Au Liban, la grève suivie dans certaines administrations, mais pas dans le privé

Nombreux sont les Libanais à exprimer leur méfiance face à une éventuelle récupération politique du mouvement.

Lors d’un mouvement de protestation, hier, à Tripoli. Photo « an-Nahar »

L’appel à la grève lancé par la Confédération générale des travailleurs au Liban (CGTL), soutenue par plusieurs syndicats et par le parti Sabaa (qui affirme représenter la société civile), pour protester contre le retard dans la formation du gouvernement et la dégradation de la situation économique, a été suivi hier dans certaines administrations publiques. Mais dans le secteur privé, que ce soit à Beyrouth, ses banlieues ou les régions, les Libanais ont vécu une journée ordinaire, proclamant haut et fort leur ras-le-bol mais aussi leur désillusion.

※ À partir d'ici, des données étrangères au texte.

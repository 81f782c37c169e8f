use tracing_subscriber::EnvFilter;

use crate::config::LoggingConfig;

/// Installs a fmt subscriber filtered by `RUST_LOG`, or by the configured
/// level when the variable is unset.
///
/// Returns false when a global subscriber was already installed.
pub fn init(config: &LoggingConfig) -> bool {
    let filter = EnvFilter::try_from_default_env()
        .unwrap_or_else(|_| EnvFilter::new(config.level.as_str()));

    tracing_subscriber::fmt()
        .with_env_filter(filter)
        .with_target(false)
        .try_init()
        .is_ok()
}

Parmi les administrations publiques touchées par la grève, le port de Beyrouth et Électricité du Liban, à l’arrêt. Le siège à Beyrouth de la Caisse nationale de Sécurité sociale (CNSS) ainsi que ses antennes dans les régions étaient également fermés, de même que l’Office des eaux. Entre 9h30 et 10h30, les employés de l’Aéroport international de Beyrouth et des sociétés affiliées à la Middle East Airlines (MEA) et des travailleurs de la Compagnie libanaise d’approvisionnement de l’aéroport ont également suspendu leurs activités. Le trafic aérien a été affecté et plusieurs vols ont été retardés durant cette période d’une heure.

Le président de la CGTL, Béchara Asmar, qui a suivi ce mouvement depuis le siège de la CGTL, a affirmé lors d’une conférence de presse que « cette grève ne constitue qu’un premier pas qui sera suivi par d’autres mouvements variés. Si nous avons refusé aujourd’hui de sortir de chez nous, c’est parce que nous tenons à préserver la sécurité du pays ». « Notre mouvement aujourd’hui n’est pas politique, et n’est ni en faveur d’une partie ni contre une autre. Il est juste dirigé contre tous ceux qui font obstacle à la formation du gouvernement », a ajouté M. Asmar. Alors que les syndicats des fonctionnaires des hôpitaux publics avaient également appelé à la grève, les employés de l’hôpital gouvernemental de Beyrouth ont cessé le travail pendant une heure. Mais des observateurs ont noté que le mouvement était plus suivi dans les régions du sud du pays, notamment Nabatiyé, que dans le nord.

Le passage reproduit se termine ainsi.